__Records for this exercise__.
╭──
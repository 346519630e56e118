//! Persistence mediator
//!
//! Observes a state container, restores persisted fields on the first
//! state change, then writes changed fields back to a durable store.
//! Restore and save passes run one at a time on a dedicated worker task;
//! queued save snapshots collapse into the most recent one.
//!
//! Notifications are expected from one dispatching thread at a time. The
//! snapshot is taken inside the notification, so two threads dispatching
//! concurrently may enqueue their snapshots out of order.

use parking_lot::Mutex;
use rehydra_core::{
    DurableStore, Lifecycle, PersistConfig, PersistEvent, Reducer, RehydraError,
    RehydraResult, StateContainer, StateMap, SubscriptionId,
};
use std::collections::HashMap;
use std::fmt;
use std::sync::atomic::{AtomicBool, Ordering};
use std::sync::{Arc, Weak};
use tokio::sync::{mpsc, oneshot};
use tracing::debug;

use crate::codec::KeyCodec;
use crate::events::{panic_message, EventBus, Listener};
use crate::filter::KeyFilter;
use crate::lifecycle::{Gate, LifecycleGate};
use crate::logger::{PersistLogger, TracingLogger};
use crate::reducer::rehydrating;

/// Work handled by the persistence worker
pub(crate) enum Job {
    Restore(StateMap),
    Save(StateMap),
    Purge(oneshot::Sender<RehydraResult<()>>),
    Remove(Vec<String>, oneshot::Sender<RehydraResult<()>>),
    Flush(oneshot::Sender<()>),
}

impl Job {
    fn name(&self) -> &'static str {
        match self {
            Job::Restore(_) => "restore",
            Job::Save(_) => "save",
            Job::Purge(_) => "purge",
            Job::Remove(..) => "remove",
            Job::Flush(_) => "flush",
        }
    }
}

/// Keeps selected container fields synchronized with a durable store
pub struct Mediator {
    pub(crate) config: PersistConfig,
    pub(crate) filter: KeyFilter,
    pub(crate) codec: KeyCodec,
    pub(crate) container: Arc<dyn StateContainer>,
    pub(crate) store: Arc<dyn DurableStore>,
    pub(crate) logger: Arc<dyn PersistLogger>,
    pub(crate) lifecycle: LifecycleGate,
    /// Encoded key → last written or read encoded value
    pub(crate) last_persisted: Mutex<HashMap<String, String>>,
    pub(crate) restored: AtomicBool,
    pub(crate) events: EventBus,
    jobs: mpsc::UnboundedSender<Job>,
    subscription: Mutex<Option<SubscriptionId>>,
}

impl Mediator {
    /// Bind a mediator to `container` and `store`.
    ///
    /// Subscribes to the container and installs `rehydrating(base)` as its
    /// root reducer. Must be called from inside a tokio runtime.
    pub fn attach(
        container: Arc<dyn StateContainer>,
        store: Arc<dyn DurableStore>,
        base: Reducer,
        config: PersistConfig,
        logger: Arc<dyn PersistLogger>,
    ) -> RehydraResult<Arc<Self>> {
        config.validate()?;
        let runtime = tokio::runtime::Handle::try_current()
            .map_err(|e| RehydraError::Runtime(e.to_string()))?;

        let (jobs, rx) = mpsc::unbounded_channel();
        let mediator = Arc::new(Self {
            filter: KeyFilter::from_config(&config),
            codec: KeyCodec::new(config.prefix.clone()),
            config,
            container: container.clone(),
            store,
            logger,
            lifecycle: LifecycleGate::new(),
            last_persisted: Mutex::new(HashMap::new()),
            restored: AtomicBool::new(false),
            events: EventBus::new(),
            jobs,
            subscription: Mutex::new(None),
        });

        runtime.spawn(run_worker(Arc::downgrade(&mediator), rx));

        let weak = Arc::downgrade(&mediator);
        let id = container.subscribe(Arc::new(move || {
            if let Some(mediator) = weak.upgrade() {
                mediator.on_state_change();
            }
        }));
        *mediator.subscription.lock() = Some(id);

        container.replace_reducer(rehydrating(base));
        debug!(prefix = %mediator.codec.prefix(), "Persistence mediator attached");

        Ok(mediator)
    }

    pub fn add_event_listener(&self, event: PersistEvent, listener: Listener) {
        self.events.add(event, listener);
    }

    pub fn remove_event_listener(&self, event: PersistEvent, listener: &Listener) {
        self.events.remove(event, listener);
    }

    /// Whether the first restore completed
    pub fn is_restored(&self) -> bool {
        self.restored.load(Ordering::SeqCst)
    }

    pub fn lifecycle(&self) -> Lifecycle {
        self.lifecycle.current()
    }

    pub fn config(&self) -> &PersistConfig {
        &self.config
    }

    /// Resolve once the restore has finished, successfully or not
    pub async fn wait_ready(&self) {
        self.lifecycle.wait_ready().await;
    }

    /// Resolve after every job queued before this call has run
    pub async fn flush(&self) -> RehydraResult<()> {
        let (tx, rx) = oneshot::channel();
        self.enqueue(Job::Flush(tx))?;
        rx.await.map_err(|_| RehydraError::WorkerStopped)
    }

    /// Remove every key under the configured prefix from the durable
    /// store and forget the diff baseline.
    pub async fn purge(&self) -> RehydraResult<()> {
        let (tx, rx) = oneshot::channel();
        self.enqueue(Job::Purge(tx))?;
        rx.await.map_err(|_| RehydraError::WorkerStopped)?
    }

    /// Delete the stored entries of `fields` and forget their baseline.
    ///
    /// Runs after every job queued before it. A removed field that is
    /// still in the state is written again on the next change pass.
    pub async fn remove(&self, fields: &[String]) -> RehydraResult<()> {
        let (tx, rx) = oneshot::channel();
        self.enqueue(Job::Remove(fields.to_vec(), tx))?;
        rx.await.map_err(|_| RehydraError::WorkerStopped)?
    }

    fn on_state_change(&self) {
        self.log(format_args!("~~ state change"));

        let job = match self.lifecycle.observe() {
            Gate::Restore => Job::Restore(self.container.get_state()),
            Gate::Save => Job::Save(self.container.get_state()),
            Gate::Drop => {
                self.log(format_args!("== not ready to save changes yet"));
                return;
            }
        };

        if let Err(e) = self.enqueue(job) {
            self.logger.error(&e);
        }
    }

    fn enqueue(&self, job: Job) -> RehydraResult<()> {
        self.jobs.send(job).map_err(|_| RehydraError::WorkerStopped)
    }

    async fn run(&self, job: Job) {
        match job {
            Job::Restore(state) => self.restore(state).await,
            Job::Save(state) => self.save(&state).await,
            Job::Purge(reply) => {
                let _ = reply.send(self.purge_keys().await);
            }
            Job::Remove(fields, reply) => {
                let _ = reply.send(self.remove_fields(&fields).await);
            }
            Job::Flush(reply) => {
                let _ = reply.send(());
            }
        }
    }

    async fn purge_keys(&self) -> RehydraResult<()> {
        let keys: Vec<String> = self
            .store
            .all_keys()
            .await
            .map_err(read_failure)?
            .into_iter()
            .filter(|key| self.codec.owns(key))
            .collect();

        self.log(format_args!("xx purge {} keys", keys.len()));
        if !keys.is_empty() {
            self.store.multi_remove(&keys).await.map_err(write_failure)?;
        }
        self.last_persisted.lock().clear();
        Ok(())
    }

    async fn remove_fields(&self, fields: &[String]) -> RehydraResult<()> {
        let keys: Vec<String> = fields.iter().map(|field| self.codec.encode_key(field)).collect();

        self.log(format_args!("xx remove {:?}", keys));
        if keys.is_empty() {
            return Ok(());
        }
        self.store.multi_remove(&keys).await.map_err(write_failure)?;

        let mut last_persisted = self.last_persisted.lock();
        for key in &keys {
            last_persisted.remove(key);
        }
        Ok(())
    }

    pub(crate) fn emit(&self, event: PersistEvent, payload: &StateMap) {
        self.log(format_args!("{} {:?}", event, payload));
        self.events.emit(event, payload, self.logger.as_ref());
    }

    pub(crate) fn log(&self, message: fmt::Arguments<'_>) {
        if self.config.log {
            self.logger.trace(message);
        }
    }
}

impl Drop for Mediator {
    fn drop(&mut self) {
        if let Some(id) = self.subscription.get_mut().take() {
            self.container.unsubscribe(id);
        }
    }
}

/// Attach with the default `tracing` log sink
pub fn persist_store(
    container: Arc<dyn StateContainer>,
    store: Arc<dyn DurableStore>,
    base: Reducer,
    config: PersistConfig,
) -> RehydraResult<Arc<Mediator>> {
    Mediator::attach(container, store, base, config, Arc::new(TracingLogger))
}

pub(crate) fn read_failure(err: RehydraError) -> RehydraError {
    match err {
        RehydraError::StorageRead(_) => err,
        other => RehydraError::StorageRead(other.to_string()),
    }
}

pub(crate) fn write_failure(err: RehydraError) -> RehydraError {
    match err {
        RehydraError::StorageWrite(_) => err,
        other => RehydraError::StorageWrite(other.to_string()),
    }
}

async fn run_worker(mediator: Weak<Mediator>, mut rx: mpsc::UnboundedReceiver<Job>) {
    let mut pending: Option<Job> = None;

    loop {
        let job = match pending.take() {
            Some(job) => job,
            None => match rx.recv().await {
                Some(job) => job,
                None => break,
            },
        };

        // Collapse queued saves into the newest snapshot
        let job = match job {
            Job::Save(mut latest) => {
                while let Ok(next) = rx.try_recv() {
                    match next {
                        Job::Save(newer) => latest = newer,
                        other => {
                            pending = Some(other);
                            break;
                        }
                    }
                }
                Job::Save(latest)
            }
            other => other,
        };

        let Some(mediator) = mediator.upgrade() else {
            break;
        };
        let logger = mediator.logger.clone();
        let name = job.name();

        // A panicking job only loses its own task
        let outcome = tokio::spawn(async move { mediator.run(job).await }).await;
        if let Err(e) = outcome {
            if e.is_panic() {
                logger.error(&RehydraError::JobPanicked {
                    job: name.to_string(),
                    message: panic_message(e.into_panic().as_ref()),
                });
            }
        }
    }

    debug!("Persistence worker stopped");
}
╰──
__Task directions__. Number of lines in the listing above that include "StateContainer": state it and nothing else.

__Answer section__. 4